Desde niño, se encariñó la vieja con Rawdon Crawley, a quien envió a Cambridge porque su hermano mayor estudiaba en Oxford. A los dos años de permanencia en la universidad mencionada, cuando los directores de la misma le rogaron que la abandonase, le compró un despacho de teniente de la Guardia Verde.

El joven oficial era en la ciudad uno de los dandys más apuestos y elegantes. Boxeaba, jugaba, cazaba y guiaba cuatro caballos como un maestro, dotes que constituían por entonces el fondo de la ciencia de los aristócratas ingleses. Aunque pertenecía a las tropas de la escolta, cuyo servicio se limitaba a formar en parada y escoltar al príncipe regente, y de consiguiente, nunca tuvo ocasión de acreditar su valor en los campos de batalla, Rawdon Crawley, por cuestiones, suscitadas en el juego, su pasión dominante, había tenido tres duelos terribles, y dado en todos ellos hartas pruebas de su desprecio a la muerte.
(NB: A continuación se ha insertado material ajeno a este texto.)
// (c) Cartesi and individual authors (see AUTHORS)
// SPDX-License-Identifier: Apache-2.0 (see LICENSE)

use alloy_primitives::B256;
use rollup_core::application::StfError;
use rollup_core::message::MessageError;
use thiserror::Error;

#[derive(Debug, Error)]
pub enum ConsensusError {
    #[error("insert lock taken")]
    InsertLockTaken,
    #[error("not the chosen sequencer")]
    NotChosenSequencer,
    #[error("message {got} written out of order, expected at most {expected}")]
    OutOfOrder { got: u64, expected: u64 },
    #[error("batch {batch_number} not found")]
    BatchNotFound { batch_number: u64 },
    #[error("message log storage failed")]
    Storage {
        #[source]
        source: rusqlite::Error,
    },
    #[error("message log task failed: {reason}")]
    Task { reason: String },
}

#[derive(Debug, Error)]
pub enum ChainError {
    #[error("chain storage failed")]
    Storage {
        #[source]
        source: rusqlite::Error,
    },
    #[error("block {number} does not extend head: parent {parent_hash}, head {head_hash}")]
    NotExtendingHead {
        number: u64,
        parent_hash: B256,
        head_hash: B256,
    },
}

#[derive(Debug, Error)]
pub enum EngineError {
    #[error("cannot reorg out genesis")]
    CannotReorgGenesis,
    #[error("wrong delayed message sequenced got {got} expected {expected}")]
    WrongDelayedMessage { got: u64, expected: u64 },
    #[error("wrong message number in digest got {got} expected {expected}")]
    WrongDigestNumber { got: u64, expected: u64 },
    #[error("createBlock mutex held")]
    CreateBlocksMutexHeld,
    #[error("sequencer role changed during block creation")]
    RetrySequencer {
        #[source]
        source: ConsensusError,
    },
    #[error("consensus client failed")]
    Consensus {
        #[source]
        source: ConsensusError,
    },
    #[error("state transition failed")]
    Stf {
        #[source]
        source: StfError,
    },
    #[error("cannot build sequencer message")]
    Message {
        #[source]
        source: MessageError,
    },
    #[error(transparent)]
    Chain(#[from] ChainError),
    #[error("{txs} transactions produced {results} results")]
    TxResultCountMismatch { txs: usize, results: usize },
    #[error("logged message {index} expects block {logged}, re-execution produced {computed}")]
    CatchUpMismatch {
        index: u64,
        logged: B256,
        computed: B256,
    },
}

impl EngineError {
    pub fn is_insert_lock_taken(&self) -> bool {
        matches!(
            self,
            Self::Consensus {
                source: ConsensusError::InsertLockTaken
            }
        )
    }
}
#[cfg(test)]
mod tests {
    use super::*;
    use alloy_primitives::B256;
    use tempfile::TempDir;

    fn open_chain(dir: &TempDir) -> Blockchain {
        let path = dir.path().join("chain.sqlite");
        let storage = Storage::open(&path.to_string_lossy(), "NORMAL").expect("open storage");
        Blockchain::open(storage, BlockHeader::genesis(0, 1)).expect("open chain")
    }

    fn child_block(parent: &BlockHeader) -> Block {
        Block {
            header: BlockHeader {
                number: parent.number + 1,
                hash: B256::ZERO,
                parent_hash: parent.hash,
                timestamp: parent.timestamp + 1,
                l1_block_number: 1,
                delayed_messages_read: parent.delayed_messages_read,
                gas_used: 0,
                state_root: B256::repeat_byte(parent.number as u8 + 1),
            }
            .seal(),
            transactions: Vec::new(),
        }
    }

    #[test]
    fn state_view_reads_nonces_as_of_requested_block() {
        let dir = TempDir::new().expect("temp dir");
        let chain = open_chain(&dir);
        let sender = Address::repeat_byte(0x0a);

        let first = child_block(&chain.current_header());
        chain
            .append_block(&first, &BTreeMap::from([(sender, 1)]))
            .expect("append first");
        let second = child_block(&first.header);
        chain
            .append_block(&second, &BTreeMap::from([(sender, 3)]))
            .expect("append second");

        assert_eq!(chain.state_at(0).nonce(sender), 0);
        assert_eq!(chain.state_at(1).nonce(sender), 1);
        assert_eq!(chain.state_at(2).nonce(sender), 3);

        assert_eq!(chain.reorg_to(1).expect("reorg"), 1);
        assert_eq!(chain.current_header(), first.header);
        assert_eq!(chain.state_at(2).nonce(sender), 1);
    }

    #[test]
    fn append_rejects_block_not_built_on_head() {
        let dir = TempDir::new().expect("temp dir");
        let chain = open_chain(&dir);
        let mut orphan = child_block(&chain.current_header());
        orphan.header.parent_hash = B256::repeat_byte(0xee);

        let err = chain
            .append_block(&orphan, &BTreeMap::new())
            .expect_err("orphan must be rejected");
        assert!(matches!(err, ChainError::NotExtendingHead { number: 1, .. }));
    }

    #[test]
    fn reopening_restores_head_and_nonce_history() {
        let dir = TempDir::new().expect("temp dir");
        let sender = Address::repeat_byte(0x0b);
        let head = {
            let chain = open_chain(&dir);
            let block = child_block(&chain.current_header());
            chain
                .append_block(&block, &BTreeMap::from([(sender, 5)]))
                .expect("append");
            block.header
        };

        let chain = open_chain(&dir);
        assert_eq!(chain.current_header(), head);
        assert_eq!(chain.genesis_block_number(), 0);
        assert_eq!(chain.state_at(head.number).nonce(sender), 5);
    }

    fn open_chain_retaining(dir: &TempDir, retained: usize) -> Blockchain {
        let path = dir.path().join("chain.sqlite");
        let storage = Storage::open(&path.to_string_lossy(), "NORMAL").expect("open storage");
        Blockchain::open_retaining(storage, BlockHeader::genesis(0, 1), retained)
            .expect("open chain")
    }

    // Appends `count` blocks, bumping `sender`'s nonce to the block number in each.
    fn extend(chain: &Blockchain, sender: Address, count: u64) -> Vec<Block> {
        (0..count)
            .map(|_| {
                let block = child_block(&chain.current_header());
                chain
                    .append_block(&block, &BTreeMap::from([(sender, block.header.number)]))
                    .expect("append");
                block
            })
            .collect()
    }

    #[test]
    fn old_blocks_leave_memory_but_stay_readable() {
        let dir = TempDir::new().expect("temp dir");
        let chain = open_chain_retaining(&dir, 2);
        let sender = Address::repeat_byte(0x0c);
        let untouched = Address::repeat_byte(0x0d);
        chain
            .append_block(
                &child_block(&chain.current_header()),
                &BTreeMap::from([(untouched, 7)]),
            )
            .expect("append first");
        let blocks = extend(&chain, sender, 5);

        assert_eq!(chain.current_header().number, 6);
        assert!(chain.first_retained_block() > 1);
        assert_eq!(chain.genesis_block_number(), 0);

        assert_eq!(chain.header_by_number(1).expect("block 1").number, 1);
        assert_eq!(chain.block_by_number(2), Some(blocks[0].clone()));
        assert_eq!(chain.header_by_number(0).expect("genesis").number, 0);
        assert_eq!(chain.header_by_number(7), None);

        let state = chain.state_at(6);
        assert_eq!(state.nonce(sender), 6);
        assert_eq!(state.nonce(untouched), 7);
        drop(state);
        let below = chain.first_retained_block() - 1;
        assert_eq!(chain.state_at(below).nonce(sender), below);
    }

    #[test]
    fn reopening_loads_only_the_recent_window() {
        let dir = TempDir::new().expect("temp dir");
        let sender = Address::repeat_byte(0x0e);
        {
            let chain = open_chain_retaining(&dir, 100);
            extend(&chain, sender, 6);
        }

        let chain = open_chain_retaining(&dir, 3);
        assert_eq!(chain.current_header().number, 6);
        assert_eq!(chain.first_retained_block(), 4);
        assert_eq!(chain.genesis_block_number(), 0);
        assert_eq!(chain.state_at(6).nonce(sender), 6);
        assert_eq!(chain.state_at(3).nonce(sender), 3);
        assert_eq!(chain.header_by_number(2).expect("pruned block").number, 2);
    }

    #[test]
    fn reorg_below_the_window_reloads_from_storage() {
        let dir = TempDir::new().expect("temp dir");
        let chain = open_chain_retaining(&dir, 2);
        let sender = Address::repeat_byte(0x0f);
        let blocks = extend(&chain, sender, 6);
        assert!(chain.first_retained_block() > 2);

        assert_eq!(chain.reorg_to(2).expect("reorg"), 4);
        assert_eq!(chain.current_header(), blocks[1].header);
        assert_eq!(chain.first_retained_block(), 1);
        assert_eq!(chain.state_at(2).nonce(sender), 2);
        assert_eq!(chain.header_by_number(3), None);

        let next = child_block(&chain.current_header());
        chain
            .append_block(&next, &BTreeMap::new())
            .expect("append after reorg");
        assert_eq!(chain.current_header().number, 3);
    }
}
// (c) Cartesi and individual authors (see AUTHORS)
// SPDX-License-Identifier: Apache-2.0 (see LICENSE)

use rollup_core::application::{NonceError, TxError};
use thiserror::Error;

use crate::forwarder::ForwarderError;

/// What a `publish_transaction` caller gets back. Exactly one per submitted transaction.
#[derive(Debug, Error, Clone, PartialEq, Eq)]
pub enum SubmitError {
    #[error(transparent)]
    Nonce(#[from] NonceError),
    #[error("sequencer temporarily not available")]
    NoSequencer,
    #[error("sequencer internal error")]
    Internal,
    #[error("transaction data too large")]
    OversizedData,
    #[error("transaction sender is not on the whitelist")]
    NotWhitelisted,
    #[error("transaction type not supported")]
    TxTypeNotSupported,
    #[error("intrinsic gas too low")]
    IntrinsicGas,
    #[error(transparent)]
    Execution(TxError),
    #[error(transparent)]
    Forwarding(ForwarderError),
    #[error("context canceled")]
    Cancelled,
    #[error("queue timeout exceeded")]
    QueueTimeout,
    #[error("timed out waiting for transaction result")]
    AbortDeadline,
    #[error("sequencer stopped")]
    Stopped,
    #[error("sequencer not initialized")]
    NotInitialized,
    #[error("sequencer paused")]
    Paused,
    #[error("parent chain header stale")]
    StaleParentChain,
    #[error("block build failed: {reason}")]
    Build { reason: String },
}

impl SubmitError {
    pub fn is_no_sequencer(&self) -> bool {
        matches!(
            self,
            Self::NoSequencer | Self::Forwarding(ForwarderError::NoSequencer)
        )
    }
}

impl From<ForwarderError> for SubmitError {
    fn from(err: ForwarderError) -> Self {
        match err {
            ForwarderError::NoSequencer => Self::NoSequencer,
            other => Self::Forwarding(other),
        }
    }
}

impl From<TxError> for SubmitError {
    fn from(err: TxError) -> Self {
        match err {
            TxError::Nonce(err) => Self::Nonce(err),
            // The reported amounts ignore parent-chain data gas, so only the kind is kept.
            TxError::IntrinsicGas { .. } => Self::IntrinsicGas,
            other => Self::Execution(other),
        }
    }
}

#[derive(Debug, Error, Clone, PartialEq, Eq)]
pub enum SequencerConfigError {
    #[error("sender whitelist entry {entry:?} is not a 0x-prefixed 20-byte address")]
    InvalidWhitelistEntry { entry: String },
    #[error("max tx data size {size} is above the limit of {limit}")]
    MaxTxDataSizeTooLarge { size: usize, limit: usize },
    #[error("queue size must be greater than zero")]
    ZeroQueueSize,
}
—¡Y a lo que viene después de la muerte! —añadía su hermano, elevando al cielo sus ojos color grosella.

Pensaba siempre el señor Crawley en el alma de su hermano, y en las de todos los que no participaban de sus opiniones, consuelo que se proporcionan a sí mismas la mayor parte de las personas serias.

La solterona, romántica y ligera de cabeza, lejos de temer el valor de su sobrino favorito, se apresuraba a pagar todas sus deudas a raíz de los duelos, y cerraba obstinadamente los oídos a las palabras pronunciadas en contra de la moralidad de aquél.

—El tiempo suavizará sus expresiones demasiado enérgicas —solía decir, cuando en presencia suya afirmaban que juraba—. Mil veces más vale él que el hipócrita de su hermano.